◆ What you are asked to do ◆
Go through the lines below and copy any that hold the string "Nostr".

◆ Records for processing ◆
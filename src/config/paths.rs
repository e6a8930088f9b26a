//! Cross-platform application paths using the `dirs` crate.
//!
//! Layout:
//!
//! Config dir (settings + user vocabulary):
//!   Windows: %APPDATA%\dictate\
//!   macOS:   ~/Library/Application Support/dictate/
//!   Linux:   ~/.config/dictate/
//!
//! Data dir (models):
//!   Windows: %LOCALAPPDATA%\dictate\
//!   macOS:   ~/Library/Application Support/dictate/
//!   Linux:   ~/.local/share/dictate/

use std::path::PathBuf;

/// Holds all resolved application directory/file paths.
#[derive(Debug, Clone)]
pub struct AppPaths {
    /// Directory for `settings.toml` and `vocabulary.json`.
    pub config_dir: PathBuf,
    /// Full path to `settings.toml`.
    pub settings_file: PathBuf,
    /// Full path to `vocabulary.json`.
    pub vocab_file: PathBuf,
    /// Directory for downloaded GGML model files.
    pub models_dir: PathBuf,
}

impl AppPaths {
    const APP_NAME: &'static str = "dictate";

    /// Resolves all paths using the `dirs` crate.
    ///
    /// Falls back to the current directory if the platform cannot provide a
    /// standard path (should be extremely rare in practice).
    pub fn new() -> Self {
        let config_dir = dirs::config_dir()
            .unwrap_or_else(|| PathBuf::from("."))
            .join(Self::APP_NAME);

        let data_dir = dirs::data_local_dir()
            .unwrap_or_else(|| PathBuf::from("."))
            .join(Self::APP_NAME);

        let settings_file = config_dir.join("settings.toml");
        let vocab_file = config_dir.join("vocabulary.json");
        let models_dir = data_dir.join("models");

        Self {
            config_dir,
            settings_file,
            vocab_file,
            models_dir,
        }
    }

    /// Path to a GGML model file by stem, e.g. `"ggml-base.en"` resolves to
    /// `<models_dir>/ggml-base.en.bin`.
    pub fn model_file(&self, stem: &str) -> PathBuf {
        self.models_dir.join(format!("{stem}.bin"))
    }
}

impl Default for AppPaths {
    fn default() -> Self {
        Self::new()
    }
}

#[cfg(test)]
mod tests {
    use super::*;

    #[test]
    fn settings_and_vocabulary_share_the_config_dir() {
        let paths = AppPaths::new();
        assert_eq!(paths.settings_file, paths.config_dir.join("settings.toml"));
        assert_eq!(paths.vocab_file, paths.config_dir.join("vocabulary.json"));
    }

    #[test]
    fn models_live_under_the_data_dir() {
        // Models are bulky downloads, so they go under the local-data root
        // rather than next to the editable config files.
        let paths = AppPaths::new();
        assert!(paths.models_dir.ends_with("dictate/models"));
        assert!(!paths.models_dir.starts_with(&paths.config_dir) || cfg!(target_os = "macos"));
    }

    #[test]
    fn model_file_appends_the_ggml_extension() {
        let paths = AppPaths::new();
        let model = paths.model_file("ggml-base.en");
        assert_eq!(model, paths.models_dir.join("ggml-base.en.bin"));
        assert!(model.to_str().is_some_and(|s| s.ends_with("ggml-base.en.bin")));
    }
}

* * *

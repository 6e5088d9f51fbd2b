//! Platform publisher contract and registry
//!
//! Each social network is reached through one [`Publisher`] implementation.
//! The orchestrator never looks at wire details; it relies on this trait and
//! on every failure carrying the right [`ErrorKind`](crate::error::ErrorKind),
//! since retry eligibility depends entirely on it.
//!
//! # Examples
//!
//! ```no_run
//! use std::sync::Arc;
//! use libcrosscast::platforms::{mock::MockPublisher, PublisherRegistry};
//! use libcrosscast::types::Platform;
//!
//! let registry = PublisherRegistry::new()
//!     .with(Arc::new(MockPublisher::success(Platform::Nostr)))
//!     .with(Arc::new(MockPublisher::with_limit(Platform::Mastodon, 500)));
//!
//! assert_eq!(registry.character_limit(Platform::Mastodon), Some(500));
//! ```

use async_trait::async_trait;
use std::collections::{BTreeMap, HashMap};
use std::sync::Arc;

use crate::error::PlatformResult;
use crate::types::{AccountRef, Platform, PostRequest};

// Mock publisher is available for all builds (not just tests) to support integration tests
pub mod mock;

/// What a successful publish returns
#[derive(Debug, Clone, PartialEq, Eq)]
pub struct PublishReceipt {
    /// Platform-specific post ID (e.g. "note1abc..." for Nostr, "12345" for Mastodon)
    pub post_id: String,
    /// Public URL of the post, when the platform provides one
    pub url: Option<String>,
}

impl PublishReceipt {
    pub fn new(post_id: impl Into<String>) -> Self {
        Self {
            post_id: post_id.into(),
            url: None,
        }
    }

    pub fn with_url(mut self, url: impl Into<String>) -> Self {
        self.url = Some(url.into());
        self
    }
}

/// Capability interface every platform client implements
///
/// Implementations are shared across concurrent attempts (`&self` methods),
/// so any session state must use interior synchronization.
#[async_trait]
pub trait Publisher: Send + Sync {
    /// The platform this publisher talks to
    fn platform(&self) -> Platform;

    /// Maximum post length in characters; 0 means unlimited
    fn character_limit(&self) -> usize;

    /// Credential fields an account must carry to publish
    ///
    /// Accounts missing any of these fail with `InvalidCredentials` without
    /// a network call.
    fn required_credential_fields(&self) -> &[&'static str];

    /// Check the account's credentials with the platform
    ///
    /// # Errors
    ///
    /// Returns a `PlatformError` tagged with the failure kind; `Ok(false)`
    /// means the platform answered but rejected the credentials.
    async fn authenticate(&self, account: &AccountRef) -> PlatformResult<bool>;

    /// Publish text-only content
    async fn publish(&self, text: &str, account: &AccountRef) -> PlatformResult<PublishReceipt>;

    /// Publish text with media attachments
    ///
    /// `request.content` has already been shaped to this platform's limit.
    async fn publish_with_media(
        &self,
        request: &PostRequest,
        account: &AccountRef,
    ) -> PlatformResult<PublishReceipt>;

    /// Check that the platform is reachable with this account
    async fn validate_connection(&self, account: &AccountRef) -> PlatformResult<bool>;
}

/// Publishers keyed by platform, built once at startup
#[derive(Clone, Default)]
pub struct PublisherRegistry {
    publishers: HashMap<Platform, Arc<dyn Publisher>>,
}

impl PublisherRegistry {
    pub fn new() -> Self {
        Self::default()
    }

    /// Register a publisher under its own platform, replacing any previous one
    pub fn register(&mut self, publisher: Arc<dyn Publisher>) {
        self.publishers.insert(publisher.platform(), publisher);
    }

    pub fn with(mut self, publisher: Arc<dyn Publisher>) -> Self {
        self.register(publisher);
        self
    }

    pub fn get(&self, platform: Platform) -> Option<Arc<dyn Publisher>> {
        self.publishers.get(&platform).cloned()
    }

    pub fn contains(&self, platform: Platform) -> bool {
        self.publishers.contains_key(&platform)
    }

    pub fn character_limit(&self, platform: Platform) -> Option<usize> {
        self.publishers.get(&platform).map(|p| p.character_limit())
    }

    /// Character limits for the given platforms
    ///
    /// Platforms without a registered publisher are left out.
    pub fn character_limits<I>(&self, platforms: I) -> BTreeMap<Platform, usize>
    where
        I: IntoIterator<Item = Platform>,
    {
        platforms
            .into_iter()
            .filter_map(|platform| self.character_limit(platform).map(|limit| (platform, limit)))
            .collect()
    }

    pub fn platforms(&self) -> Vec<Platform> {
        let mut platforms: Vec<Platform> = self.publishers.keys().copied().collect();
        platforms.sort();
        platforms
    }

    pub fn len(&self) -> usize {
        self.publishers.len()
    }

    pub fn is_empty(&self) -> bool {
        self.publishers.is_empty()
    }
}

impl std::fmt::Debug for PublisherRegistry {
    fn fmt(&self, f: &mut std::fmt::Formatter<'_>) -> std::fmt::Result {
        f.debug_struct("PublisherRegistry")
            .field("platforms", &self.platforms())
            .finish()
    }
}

◆ Solution for this task ◆
//!     .with(Arc::new(MockPublisher::success(Platform::Nostr)))
    /// Platform-specific post ID (e.g. "note1abc..." for Nostr, "12345" for Mastodon)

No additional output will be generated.